4) Crianças menores de 5 anos são incapazes de utilizar aerossóis sob a forma de APDM sem espaçadores ou aerossóis na forma de pó seco;

5) Quando possível, um espaçador com peça bucal é preferível aos espaçadores com máscara facial;

6) A educação do paciente e seus familiares é essencial para a correta administração de aerossóis com diferentes dispositivos. A educação também aumenta a aderência ao tratamento;

7) Ao prescrever um dispositivo liberador de aerossol, o médico deve levar em conta a idade do paciente, preferência da família, facilidade de uso pelo paciente, custo, durabilidade, disponibilidade comercial, formulação, dosagem, tipo da droga a ser utilizada e o local de uso: unidade de tratamento intensivo, enfermaria, pronto-socorro ou domicílio.

No universo científico, nos últimos 30 anos, milhares de artigos foram publicados sobre a administração de aerossóis em doenças obstrutivas pulmonares. Muitas revistas de alto índice de impacto dedicaram seus editoriais a esses artigos. Mudanças no controle clínico das doenças respiratórias, quando tratadas com aerossóis administrados com diferentes dispositivos, evoluíram e diminuíram a morbidade e mortalidade, principalmente por asma.

No Brasil, a genialidade, criatividade e ousadia de mineiros13,14, baianos4 e paranaenses15 permitiram a criação de novos espaçadores13, realizando a comparação entre: diferentes tamanhos de espaçadores por idade14, nebulizador versus espaçador artesanal4 e a administração de aerossóis por diferentes dispositivos nas crises agudas de obstrução brônquica por asma15.

Todos esses artigos suscitaram interesse de leitura e aplicação dos resultados obtidos, sugestões, críticas e elogios. O desfecho da análise desses trabalhos é a constatação de competência, responsabilidade e base científica na construção de métodos simples para a administração de aerossóis para doenças pulmonares.

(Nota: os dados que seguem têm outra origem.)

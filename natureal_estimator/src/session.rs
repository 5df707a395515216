#![forbid(unsafe_code)]

use std::io::{BufRead, Write};

use anyhow::{Context, Result};
use natureal_footprint::DomainKind;
use natureal_forms::{
    EnergyForm, FeedbackPolicy, Form, FormField, FormSession, PageFeedback, PersonalForm,
    TravelForm, WasteForm,
};
use tracing::{info, warn};

/// Feeds `field=value` lines into a fresh session for `domain`, printing
/// the recomputed footprint after each accepted line.
pub fn run(
    domain: DomainKind,
    input: impl BufRead,
    output: impl Write,
    policy: &FeedbackPolicy,
) -> Result<()> {
    match domain {
        DomainKind::Personal => drive::<PersonalForm>(input, output, policy),
        DomainKind::Travel => drive::<TravelForm>(input, output, policy),
        DomainKind::Energy => drive::<EnergyForm>(input, output, policy),
        DomainKind::Waste => drive::<WasteForm>(input, output, policy),
    }
}

fn drive<F: Form>(
    mut input: impl BufRead,
    mut output: impl Write,
    policy: &FeedbackPolicy,
) -> Result<()> {
    let domain = <F::Field as FormField>::DOMAIN;
    let mut session = FormSession::<F>::default();
    let fields: Vec<_> = <F::Field as FormField>::ALL.iter().map(|f| f.name()).collect();
    info!(%domain, fields = %fields.join(","), "session started");

    writeln!(output, "{domain}: {}", session.footprint())?;
    let mut buf = Vec::new();
    let mut lineno = 0usize;
    loop {
        buf.clear();
        if input
            .read_until(b'\n', &mut buf)
            .context("reading session input")?
            == 0
        {
            break;
        }
        lineno += 1;
        let line = match std::str::from_utf8(&buf) {
            Ok(line) => line,
            Err(e) => {
                warn!(line = lineno, error = %e, "skipping session input");
                continue;
            }
        };
        let trimmed = line.trim();
        if trimmed.is_empty() || trimmed.starts_with('#') {
            continue;
        }
        match session.apply_line(trimmed) {
            Ok(footprint) => {
                let page = PageFeedback::new(domain, footprint, policy);
                write!(output, "{trimmed} -> {footprint} ({:.0}%)", page.gauge_percent)?;
                if let Some(hint) = page.suggestion {
                    write!(output, " {hint}")?;
                }
                writeln!(output)?;
            }
            Err(e) => warn!(line = lineno, error = %e, "skipping session input"),
        }
    }
    info!(%domain, updates = session.revision(), footprint = %session.footprint(), "session finished");
    Ok(())
}

#[cfg(test)]
mod tests {
    use super::*;
    use std::io::Cursor;

    fn run_to_string(domain: DomainKind, script: &str) -> String {
        let mut out = Vec::new();
        run(domain, Cursor::new(script), &mut out, &FeedbackPolicy::default()).unwrap();
        String::from_utf8(out).unwrap()
    }

    #[test]
    fn test_travel_session_transcript() {
        let out = run_to_string(
            DomainKind::Travel,
            "carType=electric\nmileagePerYear=10000\n\n# flights\nflightsPerYear.long=2\n",
        );
        let lines: Vec<_> = out.lines().collect();
        assert_eq!(
            lines,
            [
                "travel: 0.00",
                "carType=electric -> 0.00 (0%)",
                "mileagePerYear=10000 -> 1000.00 (5000%)",
                "flightsPerYear.long=2 -> 1006.00 (5030%)",
            ]
        );
    }

    #[test]
    fn test_bad_lines_are_skipped() {
        let out = run_to_string(DomainKind::Waste, "bogus\nfoodWaste=1\nnope=2\n");
        let lines: Vec<_> = out.lines().collect();
        assert_eq!(lines, ["waste: 2.00", "foodWaste=1 -> 5.00 (25%)"]);
    }

    #[test]
    fn test_invalid_utf8_line_is_skipped() {
        let mut out = Vec::new();
        let script: &[u8] = b"foodWaste=1\nfoodWaste=\xff\xfe\nfoodWaste=2\n";
        run(DomainKind::Waste, script, &mut out, &FeedbackPolicy::default()).unwrap();
        let out = String::from_utf8(out).unwrap();
        let lines: Vec<_> = out.lines().collect();
        assert_eq!(
            lines,
            [
                "waste: 2.00",
                "foodWaste=1 -> 5.00 (25%)",
                "foodWaste=2 -> 8.00 (40%)",
            ]
        );
    }

    #[test]
    fn test_personal_session_shows_suggestion() {
        let out = run_to_string(DomainKind::Personal, "householdSize=6\n");
        assert!(out.contains("householdSize=6 -> 13.00 (130%) Consider using"));
    }
}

Neste número do Jornal de Pediatria, pudemos ler com atenção e interesse o trabalho de Chong Neto et al.15. Assunto oportuno e de interesse para pediatras, pneumologistas, alergistas-imunologistas e clínicos. Útil, pois a asma é a doença crônica mais comum na infância, com alta prevalência, na qual a utilização de medicamentos é sempre muito questionada.

Como as evidências sobre o uso de aerossóis na forma de pó seco, na crise aguda de asma, ainda são poucas6, principalmente na sala de emergência, o trabalho de Chong et al. vem preencher um espaço importante no conhecimento desse ato terapêutico e, sem dúvida, estimular novos estudos em nosso meio.

A administração de aerossóis por espaçadores na crise aguda de asma deve ser avaliada em cada serviço médico. A evolução técnica e científica dos dispositivos para administração de aerossóis mostra que é hora de mudar a rotina, uma vez que, há mais de 30 anos, já saímos do misticismo e encontramos evidências científicas.

Referências

1. Mandelberg A, Tsehori S, Hour S, Gila E, Mora B, Prie IE. Is nebulized aerosol treatment necessary in the pediatric emergency department? comparison with a metal spacer device for metered-dose inhaler. Chest. 2000;117:1309-13.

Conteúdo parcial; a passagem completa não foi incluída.